Já o Rhadamanthys é igualmente sofisticado e tem sido amplamente usado em campanhas globais. Ele emprega técnicas de compressão avançadas, módulos modulares e grande capacidade de exfiltração de dados. Em muitas campanhas observadas, ambos os malwares são carregados usando o Donut, ferramenta de execução in-memory que converte binários inteiros em shellcode, permitindo que sejam executados diretamente na memória do sistema sem criação de arquivos.
Durante o ataque ClickFix, esses infostealers se beneficiam do contexto de confiança criado pela falsa tela de atualização, permitindo que a infecção aconteça rapidamente, com mínima chance de percepção por parte da vítima.
Como se proteger do ClickFix e de ataques similares
A proteção contra o ataque ClickFix Windows Update começa pela atenção do usuário, especialmente no que diz respeito à execução de comandos desconhecidos.

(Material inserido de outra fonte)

#[cfg(test)]
mod tests {
    use super::*;
    use chakra_markdown_core::{
        Child, CodeProps, Element, NodeKind, Primitive, Renderer, SOURCE_POSITION_ATTR, build,
        plain_text,
    };

    fn render(input: &str) -> RenderResult {
        to_elements(input, &build(None, true), &Options::default()).unwrap()
    }

    fn first(result: &RenderResult) -> &Element {
        result.children[0].as_element().unwrap()
    }

    #[test]
    fn test_paragraph() {
        let result = render("This is a paragraph.");
        assert_eq!(result.children.len(), 1);
        let p = first(&result);
        assert_eq!(p.primitive(), Some(Primitive::Text));
        assert_eq!(p.prop_value("mb"), Some("2"));
        assert_eq!(p.children, vec![Child::text("This is a paragraph.")]);
    }

    #[test]
    fn test_headings_by_level() {
        let result = render("# One\n\n## Two\n\n###### Six");
        let levels: Vec<_> = result
            .children
            .iter()
            .filter_map(Child::as_element)
            .map(|h| h.prop_value("as").unwrap().to_string())
            .collect();
        assert_eq!(levels, vec!["h1", "h2", "h6"]);

        assert_eq!(result.headings.len(), 3);
        assert_eq!(result.headings[0].depth, 1);
        assert_eq!(result.headings[0].text, "One");
        assert_eq!(result.headings[2].depth, 6);
    }

    #[test]
    fn test_inline_and_block_code() {
        let result = render("Use `cargo`.\n\n```rust\nfn main() {}\n```");

        let p = first(&result);
        let inline = p.children[1].as_element().unwrap();
        assert_eq!(inline.primitive(), Some(Primitive::Code));
        assert_eq!(inline.children, vec![Child::text("cargo")]);
        assert!(!inline.props.contains_key("display"));

        let pre = result.children[1].as_element().unwrap();
        assert_eq!(pre.tag.name(), "pre");
        let block = pre.children[0].as_element().unwrap();
        assert_eq!(block.prop_value("className"), Some("language-rust"));
        assert_eq!(block.prop_value("display"), Some("block"));
        assert_eq!(plain_text(&block.children), "fn main() {}\n");
    }

    #[test]
    fn test_task_list() {
        let result = render("- [ ] Unchecked task\n- [x] Checked task\n- Plain\n");
        let list = first(&result);
        assert_eq!(list.primitive(), Some(Primitive::UnorderedList));

        let items: Vec<&Element> = list.children.iter().filter_map(Child::as_element).collect();
        assert_eq!(items.len(), 3);

        let unchecked = items[0].children[0].as_element().unwrap();
        assert_eq!(unchecked.primitive(), Some(Primitive::Checkbox));
        assert_eq!(unchecked.prop_value("isChecked"), Some("false"));
        assert_eq!(plain_text(&unchecked.children), "Unchecked task");

        let checked = items[1].children[0].as_element().unwrap();
        assert_eq!(checked.prop_value("isChecked"), Some("true"));

        assert_eq!(items[2].prop_value("listStyleType"), Some("inherit"));
        assert_eq!(items[2].children, vec![Child::text("Plain")]);
    }

    #[test]
    fn test_loose_list_keeps_paragraphs() {
        let result = render("1. First\n\n2. Second\n");
        let list = first(&result);
        assert_eq!(list.primitive(), Some(Primitive::OrderedList));
        let item = list.children[0].as_element().unwrap();
        let p = item.children[0].as_element().unwrap();
        assert_eq!(p.primitive(), Some(Primitive::Text));
        assert_eq!(p.prop_value("mb"), Some("2"));
    }

    #[test]
    fn test_blockquote_in_tight_list_keeps_paragraph() {
        let result = render("- > quoted\n");
        let item = first(&result).children[0].as_element().unwrap();
        let quote = item.children[0].as_element().unwrap();
        assert_eq!(quote.prop_value("as"), Some("blockquote"));
        let p = quote.children[0].as_element().unwrap();
        assert_eq!(p.prop_value("mb"), Some("2"));
    }

    #[test]
    fn test_table() {
        let input = "| Name | Age |\n| :--- | ---: |\n| Alice | 30 |\n| Bob | 25 |";
        let result = render(input);
        let table = first(&result);
        assert_eq!(table.primitive(), Some(Primitive::Table));

        let thead = table.children[0].as_element().unwrap();
        let tbody = table.children[1].as_element().unwrap();
        assert_eq!(thead.primitive(), Some(Primitive::Thead));
        assert_eq!(tbody.primitive(), Some(Primitive::Tbody));
        assert_eq!(tbody.children.len(), 2);

        let header_row = thead.children[0].as_element().unwrap();
        let th = header_row.children[0].as_element().unwrap();
        assert_eq!(th.primitive(), Some(Primitive::Th));
        assert_eq!(plain_text(&th.children), "Name");

        let body_row = tbody.children[1].as_element().unwrap();
        let td = body_row.children[1].as_element().unwrap();
        assert_eq!(td.primitive(), Some(Primitive::Td));
        assert_eq!(plain_text(&td.children), "25");
    }

    #[test]
    fn test_links_images_and_rules() {
        let result = render("[Rust](https://www.rust-lang.org/ \"Home\") ![Logo](logo.png)\n\n---");
        let p = first(&result);
        let link = p.children[0].as_element().unwrap();
        assert_eq!(link.primitive(), Some(Primitive::Link));
        assert_eq!(link.prop_value("href"), Some("https://www.rust-lang.org/"));
        assert_eq!(link.prop_value("title"), Some("Home"));

        let image = p.children[2].as_element().unwrap();
        assert_eq!(image.primitive(), Some(Primitive::Image));
        assert_eq!(image.prop_value("alt"), Some("Logo"));

        let hr = result.children[1].as_element().unwrap();
        assert_eq!(hr.primitive(), Some(Primitive::Divider));
    }

    #[test]
    fn test_reference_links_and_images() {
        let input = "See [the docs][d] and ![logo][l].\n\n[d]: https://x.test \"Docs\"\n[l]: logo.png\n";
        let result = render(input);
        assert_eq!(result.children.len(), 1);

        let p = first(&result);
        assert_eq!(plain_text(&p.children), "See the docs and .");

        let link = p.children[1].as_element().unwrap();
        assert_eq!(link.primitive(), Some(Primitive::Link));
        assert_eq!(link.prop_value("href"), Some("https://x.test"));
        assert_eq!(link.prop_value("title"), Some("Docs"));
        assert_eq!(plain_text(&link.children), "the docs");

        let image = p.children[3].as_element().unwrap();
        assert_eq!(image.primitive(), Some(Primitive::Image));
        assert_eq!(image.prop_value("src"), Some("logo.png"));
        assert_eq!(image.prop_value("alt"), Some("logo"));
    }

    #[test]
    fn test_definition_inside_blockquote_resolves() {
        let result = render("[home]\n\n> [home]: https://home.test\n");
        let link = first(&result).children[0].as_element().unwrap();
        assert_eq!(link.prop_value("href"), Some("https://home.test"));
    }

    #[test]
    fn test_unresolved_reference_keeps_source_text() {
        use markdown::mdast::{self, Node, ReferenceKind};

        let table = build(None, true);
        let options = Options::default();
        let mut ctx = Context::new(&table, &options);

        let link = Node::LinkReference(mdast::LinkReference {
            children: vec![Node::Text(mdast::Text {
                value: "x".to_string(),
                position: None,
            })],
            position: None,
            reference_kind: ReferenceKind::Full,
            identifier: "missing".to_string(),
            label: Some("Missing".to_string()),
        });
        let out = render::render_node(&link, &mut ctx);
        assert_eq!(plain_text(&out), "[x][Missing]");

        let image = Node::ImageReference(mdast::ImageReference {
            alt: "pic".to_string(),
            position: None,
            reference_kind: ReferenceKind::Shortcut,
            identifier: "pic".to_string(),
            label: Some("pic".to_string()),
        });
        let out = render::render_node(&image, &mut ctx);
        assert_eq!(out, vec![Child::text("![pic]")]);
    }

    #[test]
    fn test_footnotes_render_reference_and_section() {
        let result = render("Claim[^1].\n\n[^1]: Source text.\n");
        assert_eq!(result.children.len(), 2);

        let p = first(&result);
        let sup = p.children[1].as_element().unwrap();
        assert_eq!(sup.tag.name(), "sup");
        let anchor = sup.children[0].as_element().unwrap();
        assert_eq!(anchor.prop_value("href"), Some("#user-content-fn-1"));
        assert_eq!(anchor.prop_value("id"), Some("user-content-fnref-1"));
        assert_eq!(plain_text(&p.children), "Claim1.");

        let section = result.children[1].as_element().unwrap();
        assert_eq!(section.tag.name(), "section");
        assert_eq!(section.prop_value("className"), Some("footnotes"));
        let list = section.children[1].as_element().unwrap();
        assert_eq!(list.tag.name(), "ol");
        let item = list.children[0].as_element().unwrap();
        assert_eq!(item.prop_value("id"), Some("user-content-fn-1"));
        let body = item.children[0].as_element().unwrap();
        assert_eq!(body.primitive(), Some(Primitive::Text));
        assert_eq!(plain_text(&body.children), "Source text.");
    }

    #[test]
    fn test_footnotes_follow_first_reference_order() {
        let result = render("A[^b] B[^a] C[^b]\n\n[^a]: first\n\n[^b]: second\n");

        let p = first(&result);
        let ids: Vec<String> = p
            .children
            .iter()
            .filter_map(Child::as_element)
            .map(|sup| {
                let anchor = sup.children[0].as_element().unwrap();
                format!(
                    "{}={}",
                    anchor.prop_value("id").unwrap(),
                    plain_text(&anchor.children)
                )
            })
            .collect();
        assert_eq!(
            ids,
            vec![
                "user-content-fnref-b=1",
                "user-content-fnref-a=2",
                "user-content-fnref-b-2=1"
            ]
        );

        let section = result.children[1].as_element().unwrap();
        let list = section.children[1].as_element().unwrap();
        let order: Vec<&str> = list
            .children
            .iter()
            .filter_map(Child::as_element)
            .filter_map(|li| li.prop_value("id"))
            .collect();
        assert_eq!(order, vec!["user-content-fn-b", "user-content-fn-a"]);
    }

    #[test]
    fn test_strong_and_strikethrough() {
        let result = render("**bold** and ~~gone~~");
        let p = first(&result);
        let strong = p.children[0].as_element().unwrap();
        assert_eq!(strong.tag.name(), "strong");
        assert_eq!(strong.primitive(), None);

        let del = p.children[2].as_element().unwrap();
        assert_eq!(del.prop_value("as"), Some("del"));
    }

    #[test]
    fn test_source_positions_opt_in() {
        let options = Options {
            source_positions: true,
            ..Default::default()
        };
        let result = to_elements("# Title\n\n- a\n", &build(None, true), &options).unwrap();

        let heading = first(&result);
        assert_eq!(heading.prop_value(SOURCE_POSITION_ATTR), Some("1:1-1:8"));

        let list = result.children[1].as_element().unwrap();
        assert_eq!(list.prop_value(SOURCE_POSITION_ATTR), Some("3:1-3:4"));

        // Paragraphs do not forward positions.
        let result = to_elements("text", &build(None, true), &options).unwrap();
        assert!(!first(&result).props.contains_key(SOURCE_POSITION_ATTR));
    }

    #[test]
    fn test_wrap_text_uses_text_slot() {
        let options = Options {
            wrap_text: true,
            ..Default::default()
        };
        let result = to_elements("hello", &build(None, true), &options).unwrap();
        let span = first(&result).children[0].as_element().unwrap();
        assert_eq!(span.primitive(), Some(Primitive::Text));
        assert_eq!(span.prop_value("as"), Some("span"));
    }

    #[test]
    fn test_custom_code_renderer() {
        let overrides = chakra_markdown_core::Components {
            code: Some(Renderer::new(|props: &CodeProps| {
                Element::intrinsic("kbd").children(props.core.children.clone())
            })),
            ..chakra_markdown_core::Components::empty()
        };
        let table = build(Some(overrides), true);
        let result = to_elements("Press `q`", &table, &Options::default()).unwrap();

        let p = first(&result);
        assert_eq!(p.primitive(), Some(Primitive::Text));
        let kbd = p.children[1].as_element().unwrap();
        assert_eq!(kbd.tag.name(), "kbd");
    }

    #[test]
    fn test_unmerged_table_falls_back_to_intrinsic() {
        let table = build(Some(chakra_markdown_core::Components::empty()), false);
        let result = to_elements("# Hi\n\ntext", &table, &Options::default()).unwrap();
        assert_eq!(first(&result).tag.name(), "h1");
        assert_eq!(result.children[1].as_element().unwrap().tag.name(), "p");
    }

    #[test]
    fn test_removed_slot_falls_back() {
        let mut table = build(None, true);
        table.remove(NodeKind::ThematicBreak);
        let result = to_elements("---", &table, &Options::default()).unwrap();
        assert_eq!(first(&result).tag.name(), "hr");
    }

    #[test]
    fn test_frontmatter_is_ignored() {
        let result = render("---\ntitle: Doc\n---\n\nBody");
        assert_eq!(result.children.len(), 1);
        assert_eq!(plain_text(&result.children), "Body");
    }

    #[test]
    fn test_raw_html_kept_as_text() {
        let result = render("<div>hi</div>");
        assert_eq!(result.children, vec![Child::text("<div>hi</div>")]);
    }

    #[test]
    fn test_gfm_disabled() {
        let options = Options {
            gfm: false,
            ..Default::default()
        };
        let result = to_elements("~~x~~", &build(None, true), &options).unwrap();
        assert_eq!(plain_text(&result.children), "~~x~~");
    }

    #[test]
    fn test_render_batch_keeps_order() {
        let inputs: Vec<BatchInput> = (0..8)
            .map(|i| BatchInput {
                id: format!("doc-{}.md", i),
                source: format!("# Doc {}", i),
            })
            .collect();
        let table = build(None, true);

        let results = render_batch(&inputs, &table, &Options::default());
        assert_eq!(results.len(), 8);
        for (i, batch) in results.iter().enumerate() {
            assert_eq!(batch.id, format!("doc-{}.md", i));
            let rendered = batch.result.as_ref().unwrap();
            assert_eq!(rendered.headings[0].text, format!("Doc {}", i));
        }
    }

    #[test]
    fn test_options_deserialize_with_defaults() {
        let options: Options = serde_json::from_str(r#"{"source_positions": true}"#).unwrap();
        assert!(options.source_positions);
        assert!(!options.wrap_text);
        assert!(options.gfm);
    }
}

A regra fundamental é simples: jamais executar comandos do Windows Copiados automaticamente de um site, especialmente se aparecerem de forma inesperada no campo “Executar”.
Para reduzir o risco desse tipo de ataque, recomenda-se:
1. Desativar o Executar (Win+R) para usuários comuns Isso impede que combinações de teclas possam disparar comandos sem supervisão, especialmente em ambientes corporativos.
2. Monitorar processos suspeitos Fluxos como explorer.exe → mshta.exe → powershell.exe são extremamente atípicos e devem ativar alertas de SIEM ou qualquer solução de monitoramento de endpoint, já que indicam o possível início de uma cadeia de ataque.
3. Manter o Windows e o Defender sempre atualizados O reforço constante de definições de segurança ajuda a bloquear scripts e técnicas de execução frequentemente usadas nesses golpes.
4. Desconfiar de telas full-screen inesperadas O Windows Update não exige “verificação humana”, tampouco solicita combinações especiais de teclas.
5. Treinar usuários Quanto mais pessoas estiverem familiarizadas com golpes que usam engenharia social avançada, menor a probabilidade de que sejam enganadas.
O ataque ClickFix é um alerta claro de que sistemas operacionais e interfaces familiares podem ser usados como armas quando explorados de forma convincente. A defesa depende, mais do que nunca, de atenção, boas práticas e monitoramento contínuo.